Resuscitate destroyed neighborhoods
Originally from Binnish, a town in Idlib province in northwestern Syria, Aziz Al Asmar began painting frescoes in the neighborhoods of his hometown five years ago, destroyed by joint bombing of the regimes of Bashar Al Assad and Vladimir Putin. In 2011, he was working in Lebanon in the publishing industry when the revolution against the regime broke out in Syria.
Through social networks, he first fervently follows the uprising of the Syrian population and begins to dream of“A new Syria, animated by democracy, freedom and justice ” He then created his first drawings: “I started to sketch, first on paper, the demonstrators with their flowers, their slogans and their banners”, he says. Without artistic training but with two painter brothers and a father who perfectly masters Arabic calligraphy, he easily embraces the family heritage.
Unlike many of his fellow citizens fleeing the repression, Aziz Al Asmar, too worried for his relatives, decides to return in 2015 to his homeland. In Lebanon already, he did not hide his opposition to the regime of Bashar Al Assad, nor his support for the peaceful protest movement of the population. This affiliation forced him to return illegally to Syria, crossing the border between Turkey and his region of origin on foot.
Arriving at Binnish, he is devastated. “What shocked me the most when I returned to my province of Idlib were these completely destroyed districts … In my city, at least a thousand people died in the bombing fire. That’s why I appropriated the bombed walls with my brushes. They forcefully transmit the injustice of crimes committed against civilians “.
Fighting against the regime and the epidemic
Recently, amid the drawings of freedom and opposition to Bashar Al Assad, the fight against the coronavirus epidemic has taken center stage. For fear that the population will be badly informed as to its dangerousness, Aziz Al Asmar makes bloom on the walls of the obese green viruses, often followed closely by a witch. Beside them, inscriptions in Arabic encourage people to adopt the recommended hygiene measures.
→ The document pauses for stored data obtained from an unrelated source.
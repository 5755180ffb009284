//! Test utilities for hearth-lib.

use std::path::{Path, PathBuf};

/// Write `content` to `relative` under `root`, creating parent directories.
pub fn write_file(root: &Path, relative: &str, content: &str) -> PathBuf {
  let path = root.join(relative);
  if let Some(parent) = path.parent() {
    std::fs::create_dir_all(parent).unwrap();
  }
  std::fs::write(&path, content).unwrap();
  path
}

/// Manifest text declaring a single leaf target.
pub fn leaf_manifest(name: &str, file: &str, class: &str) -> String {
  format!("targets:\n  {name}:\n    file: {file}\n    class: {class}\n")
}
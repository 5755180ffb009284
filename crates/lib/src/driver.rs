//! Execution driver.
//!
//! [`Core`] owns the build state for one invocation, drives the
//! [`Resolver`], instantiates the resolved task unit and runs it. Resolution
//! and build errors are reported through [`Core::fail_build`]; programmer
//! errors are returned to the caller. [`Core::close`] consumes the driver and
//! yields the [`BuildStatus`] the binary turns into an exit code.

use std::path::{Path, PathBuf};
use std::process::ExitCode;

use tracing::{debug, info, warn};

use crate::consts::MANIFEST_FILENAME;
use crate::error::{HearthError, Result};
use crate::location::LocationRegistry;
use crate::output::{OutputSink, StyleConfig};
use crate::resolve::{ManifestIndex, Resolver, TargetPath, render_path};
use crate::task::{TaskCatalog, TaskContext};
use crate::unit::UnitRegistry;

/// Terminal result of a run.
#[derive(Debug, Clone, Copy, PartialEq, Eq)]
pub enum BuildStatus {
  Success,
  Failed,
}

impl BuildStatus {
  /// Process exit code for this status.
  pub fn code(self) -> u8 {
    match self {
      BuildStatus::Success => 0,
      BuildStatus::Failed => 1,
    }
  }

  pub fn is_success(self) -> bool {
    matches!(self, BuildStatus::Success)
  }
}

impl From<BuildStatus> for ExitCode {
  fn from(status: BuildStatus) -> Self {
    ExitCode::from(status.code())
  }
}

/// Per-invocation state. Values are set once; `failed` only ever becomes `true`.
#[derive(Default)]
struct BuildState {
  arguments: Option<Vec<String>>,
  separator: Option<char>,
  sink: Option<Box<dyn OutputSink>>,
  failed: bool,
}

/// The execution driver.
pub struct Core {
  state: BuildState,
  working_dir: PathBuf,
  manifest_name: String,
  locations: LocationRegistry,
  units: UnitRegistry,
  tasks: TaskCatalog,
}

impl Core {
  /// A driver rooted at `working_dir` with the built-in task catalog.
  pub fn new(working_dir: impl Into<PathBuf>) -> Self {
    Self {
      state: BuildState::default(),
      working_dir: working_dir.into(),
      manifest_name: MANIFEST_FILENAME.to_string(),
      locations: LocationRegistry::new(),
      units: UnitRegistry::new(),
      tasks: TaskCatalog::with_builtins(),
    }
  }

  pub fn with_initial_manifest(mut self, name: impl Into<String>) -> Self {
    self.manifest_name = name.into();
    self
  }

  pub fn with_locations(mut self, locations: LocationRegistry) -> Self {
    self.locations = locations;
    self
  }

  pub fn with_units(mut self, units: UnitRegistry) -> Self {
    self.units = units;
    self
  }

  pub fn with_tasks(mut self, tasks: TaskCatalog) -> Self {
    self.tasks = tasks;
    self
  }

  /// Set the command-line arguments. The first is the program name.
  pub fn set_arguments<I, S>(&mut self, arguments: I) -> Result<&mut Self>
  where
    I: IntoIterator<Item = S>,
    S: Into<String>,
  {
    let arguments: Vec<String> = arguments.into_iter().map(Into::into).collect();
    if arguments.is_empty() {
      return Err(HearthError::InvalidArgument(
        "arguments must include the program name".to_string(),
      ));
    }
    if self.state.arguments.is_some() {
      return Err(HearthError::IllegalState("arguments are already set".to_string()));
    }
    self.state.arguments = Some(arguments);
    Ok(self)
  }

  pub fn arguments(&self) -> Result<&[String]> {
    self
      .state
      .arguments
      .as_deref()
      .ok_or_else(|| HearthError::IllegalState("arguments have not been set".to_string()))
  }

  /// Argument at `index`, `None` when there are fewer arguments.
  pub fn argument(&self, index: usize) -> Result<Option<&str>> {
    Ok(self.arguments()?.get(index).map(String::as_str))
  }

  /// Set the directory separator: a single non-alphanumeric character.
  pub fn set_separator(&mut self, separator: &str) -> Result<&mut Self> {
    let mut chars = separator.chars();
    let separator = match (chars.next(), chars.next()) {
      (Some(c), None) if !c.is_alphanumeric() && !c.is_whitespace() => c,
      _ => {
        return Err(HearthError::InvalidArgument(format!(
          "invalid directory separator '{}'",
          separator
        )));
      }
    };
    if self.state.separator.is_some() {
      return Err(HearthError::IllegalState("directory separator is already set".to_string()));
    }
    self.state.separator = Some(separator);
    Ok(self)
  }

  pub fn separator(&self) -> Result<char> {
    self
      .state
      .separator
      .ok_or_else(|| HearthError::IllegalState("directory separator has not been set".to_string()))
  }

  pub fn set_sink(&mut self, sink: Box<dyn OutputSink>) -> Result<&mut Self> {
    if self.state.sink.is_some() {
      return Err(HearthError::IllegalState("output sink is already set".to_string()));
    }
    self.state.sink = Some(sink);
    Ok(self)
  }

  pub fn sink(&mut self) -> Result<&mut dyn OutputSink> {
    match self.state.sink.as_deref_mut() {
      Some(sink) => Ok(sink),
      None => Err(HearthError::IllegalState("output sink has not been set".to_string())),
    }
  }

  /// Whether a build failure has been recorded.
  pub fn failed(&self) -> bool {
    self.state.failed
  }

  pub fn working_dir(&self) -> &Path {
    &self.working_dir
  }

  /// Resolve and run the target named by the second argument, or list every
  /// target when there is none.
  pub fn run(&mut self) -> Result<&mut Self> {
    let arguments = self.arguments()?.to_vec();
    let count = arguments.len();
    let separator = self.separator()?;
    debug!(count, "running with arguments");

    let banner = format!(
      "Hearth: {} ({})",
      render_path(&self.working_dir, separator),
      self.manifest_name
    );
    self.print(&banner, &StyleConfig::banner())?;

    let mut resolver = Resolver::new(&self.working_dir)
      .with_separator(separator)
      .with_locations(&self.locations)
      .with_initial_manifest(&self.manifest_name);

    let outcome = match arguments.get(1) {
      None => self.list(&mut resolver),
      Some(target) => self.execute(&mut resolver, target),
    };

    match outcome {
      Ok(()) => Ok(self),
      Err(err) if err.is_build_failure() => Ok(self.fail_build(&err)),
      Err(err) => Err(err),
    }
  }

  /// Report a failed build and record it.
  pub fn fail_build(&mut self, error: &HearthError) -> &mut Self {
    self.state.failed = true;
    warn!(error = %error, "build failed");

    let mut lines = vec![
      ("BUILD FAILED".to_string(), StyleConfig::failure()),
      (error.to_string(), StyleConfig::PLAIN),
    ];
    if let Some(origin) = error.origin() {
      lines.push((format!("  at {}", origin), StyleConfig::detail()));
    }

    for (text, style) in lines {
      if let Err(e) = self.print(&text, &style) {
        warn!(error = %e, "cannot report build failure");
        break;
      }
    }
    self
  }

  /// Finish the run and report its status.
  pub fn close(self) -> BuildStatus {
    let status = if self.state.failed {
      BuildStatus::Failed
    } else {
      BuildStatus::Success
    };
    debug!(?status, "closing");
    status
  }

  fn list(&mut self, resolver: &mut Resolver) -> Result<()> {
    let index = resolver.index()?;
    info!(targets = index.entries.len(), "listing targets");
    for line in render_index(&index, resolver) {
      self.print(&line, &StyleConfig::PLAIN)?;
    }
    Ok(())
  }

  fn execute(&mut self, resolver: &mut Resolver, argument: &str) -> Result<()> {
    let target = TargetPath::parse(argument)?;
    let resolved = resolver.lookup(&target)?.clone();
    let mut unit = self.units.instantiate(&resolved)?;

    info!(path = %target, class = %resolved.class_name, "running target");
    {
      let sink = self
        .state
        .sink
        .as_deref_mut()
        .ok_or_else(|| HearthError::IllegalState("output sink has not been set".to_string()))?;
      let mut ctx = TaskContext::new(&self.tasks, sink, &self.working_dir);
      unit.main(&mut ctx)?;
    }

    self.print(&format!("BUILD SUCCESSFUL ({})", target), &StyleConfig::success())
  }

  fn print(&mut self, text: &str, style: &StyleConfig) -> Result<()> {
    self.sink()?.print_line(text, style).map_err(HearthError::Output)
  }
}

fn render_index(index: &ManifestIndex, resolver: &Resolver) -> Vec<String> {
  if index.is_empty() {
    return vec!["No targets defined.".to_string()];
  }

  let width = index.targets().map(str::len).max().unwrap_or(0);
  let mut lines = vec!["Available targets:".to_string()];
  for entry in &index.entries {
    let source = match &entry.file {
      Some(file) => resolver.display_path(file),
      None => "(source missing)".to_string(),
    };
    let mut line = format!("  {:<width$}  {}  {}", entry.target, entry.class_name, source);
    if let Some(description) = &entry.description {
      line.push_str("  - ");
      line.push_str(description);
    }
    lines.push(line);
  }
  lines
}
The street artist fears a “ humanitarian disaster “ if the epidemic spread in his country. “I am very afraid, because many underestimate this virus. After all the suffering they endured in nine years of war, it seems insignificant to them… In addition, our country cannot cope, our laboratories and our hospitals are not prepared for that and the camps of displaced persons are crowded “.
According to figures announced on April 22 by the Syrian Ministry of Health, 42 people have tested positive for coronavirus, three have died and six have recovered. Unbelievable figures for many observers.
Aziz Al Asmar fears that the regime is manipulating the virus in its favor, “By killing political prisoners and then claiming that they died from Covid-19”, he explains. This father of three, the last of whom is just one year old, is calling for international justice and an end to the war in his country.
“My eldest is a fan of sports and singing and my youngest adores math and chess. He would like to become a doctor, he says. I do everything I can to keep memories of the bombings, of leaks to the basements away from my children while the bombs are blasting over our heads. I would like that for only weapons, they only take brushes “.
His inspiration: Naji Al-Ali, creator of Handala, the Palestinian newsboy
Aziz Al-Asmar insists on what really gives him strength and inspiration: “Homes destroyed, bodies under rubble, the pain of having to accept the departure of [ses] relatives ” But if he must quote only one person, he immediately thinks of the Palestinian cartoonist Naji Al-Ali, assassinated in London in 1987, which had caused a diplomatic crisis between Great Britain and Israel. Aziz Al-Asmar finds himself in the themes that the Palestinian addressed and he identifies the Syrian children with his emblematic character, Handala, a sort of Palestinian Newsboy. He remained frozen at the age of 10, the age at which Naji Al-Ali had himself had to take refuge, with his family, in a camp in Lebanon.